(EXERCISE INPUT)

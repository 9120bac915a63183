//! Ecosystem manifests carrying the project version
//!
//! Variants are tried in a fixed order. A manifest that exists but cannot be
//! read as its variant is skipped, not treated as an error.

pub mod npm;
pub mod pyproject;

use crate::domain::version::strip_prefix;
use crate::error::Result;
use std::fs;
use std::path::{Path, PathBuf};

/// Manifest variant (Go module, pyproject, npm).
#[derive(Debug, Clone, Copy, PartialEq, Eq)]
pub enum ManifestKind {
    GoModule,
    Pyproject,
    Npm,
}

impl ManifestKind {
    /// All variants, in detection order.
    pub fn all() -> &'static [ManifestKind] {
        &[ManifestKind::GoModule, ManifestKind::Pyproject, ManifestKind::Npm]
    }

    pub fn file_name(&self) -> &'static str {
        match self {
            Self::GoModule => "go.mod",
            Self::Pyproject => "pyproject.toml",
            Self::Npm => "package.json",
        }
    }

    pub fn name(&self) -> &'static str {
        match self {
            Self::GoModule => "go mod",
            Self::Pyproject => "pyproject",
            Self::Npm => "npm",
        }
    }

    /// Check whether the project directory holds a usable manifest of this kind.
    pub fn detect(&self, project_dir: &Path) -> Option<ProjectManifest> {
        let path = project_dir.join(self.file_name());
        if !path.is_file() {
            return None;
        }

        let version = match self {
            // go.mod carries no version of its own
            Self::GoModule => Ok(None),
            Self::Pyproject => pyproject::read_version(&path).map(Some),
            Self::Npm => npm::read_version(&path).map(Some),
        }
        .and_then(|version| {
            self.check_rewritable(&path, version.as_deref())?;
            Ok(version)
        });

        match version {
            Ok(version) => Some(ProjectManifest {
                kind: *self,
                path,
                version,
            }),
            Err(e) => {
                log::debug!("Not a {} project ({}): {}", self.name(), path.display(), e);
                None
            }
        }
    }

    fn rewriter(&self) -> Option<fn(&str, &str) -> Result<String>> {
        match self {
            Self::GoModule => None,
            Self::Pyproject => Some(pyproject::rewrite_version),
            Self::Npm => Some(npm::rewrite_version),
        }
    }

    /// Dry-run the rewrite so a manifest we could read but not edit is
    /// rejected before anything is touched
    fn check_rewritable(&self, path: &Path, version: Option<&str>) -> Result<()> {
        match (self.rewriter(), version) {
            (Some(rewrite), Some(version)) => {
                let content = fs::read_to_string(path)?;
                rewrite(&content, version).map(|_| ())
            }
            _ => Ok(()),
        }
    }
}

/// Detected manifest for a project
#[derive(Debug, Clone, PartialEq, Eq)]
pub struct ProjectManifest {
    kind: ManifestKind,
    path: PathBuf,
    version: Option<String>,
}

impl ProjectManifest {
    pub fn kind(&self) -> ManifestKind {
        self.kind
    }

    pub fn path(&self) -> &Path {
        &self.path
    }

    /// Version recorded in the manifest, without any tag prefix
    pub fn current_version(&self) -> Option<&str> {
        self.version.as_deref()
    }

    /// Whether the manifest agrees with a tag such as "v1.2.3".
    ///
    /// Manifests without a version agree with every tag.
    pub fn matches_tag(&self, tag: &str) -> bool {
        match &self.version {
            Some(version) => strip_prefix(version.trim()) == strip_prefix(tag.trim()),
            None => true,
        }
    }

    /// Whether bumping actually edits the file
    pub fn is_versioned(&self) -> bool {
        self.version.is_some()
    }

    /// Rewrite the version field in place, leaving every other byte untouched
    pub fn bump_version(&self, new_version: &str) -> Result<()> {
        let new_version = strip_prefix(new_version.trim());

        let Some(rewrite) = self.kind.rewriter() else {
            return Ok(());
        };

        let content = fs::read_to_string(&self.path)?;
        let updated = rewrite(&content, new_version)?;
        fs::write(&self.path, updated)?;

        log::debug!(
            "Updated {} to version {}",
            self.path.display(),
            new_version
        );
        Ok(())
    }
}

/// Find the first manifest variant the project uses.
pub fn detect(project_dir: &Path) -> Option<ProjectManifest> {
    ManifestKind::all()
        .iter()
        .find_map(|kind| kind.detect(project_dir))
}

(End EXERCISE INPUT)

DESCRIPTION OF THE TASK :: Check every line of the records above for the string "Result". Copy those that hold it.

RESPONSE TO THE TASK ::
use crate::error::Result;
    fn rewriter(&self) -> Option<fn(&str, &str) -> Result<String>> {
    fn check_rewritable(&self, path: &Path, version: Option<&str>) -> Result<()> {
    pub fn bump_version(&self, new_version: &str) -> Result<()> {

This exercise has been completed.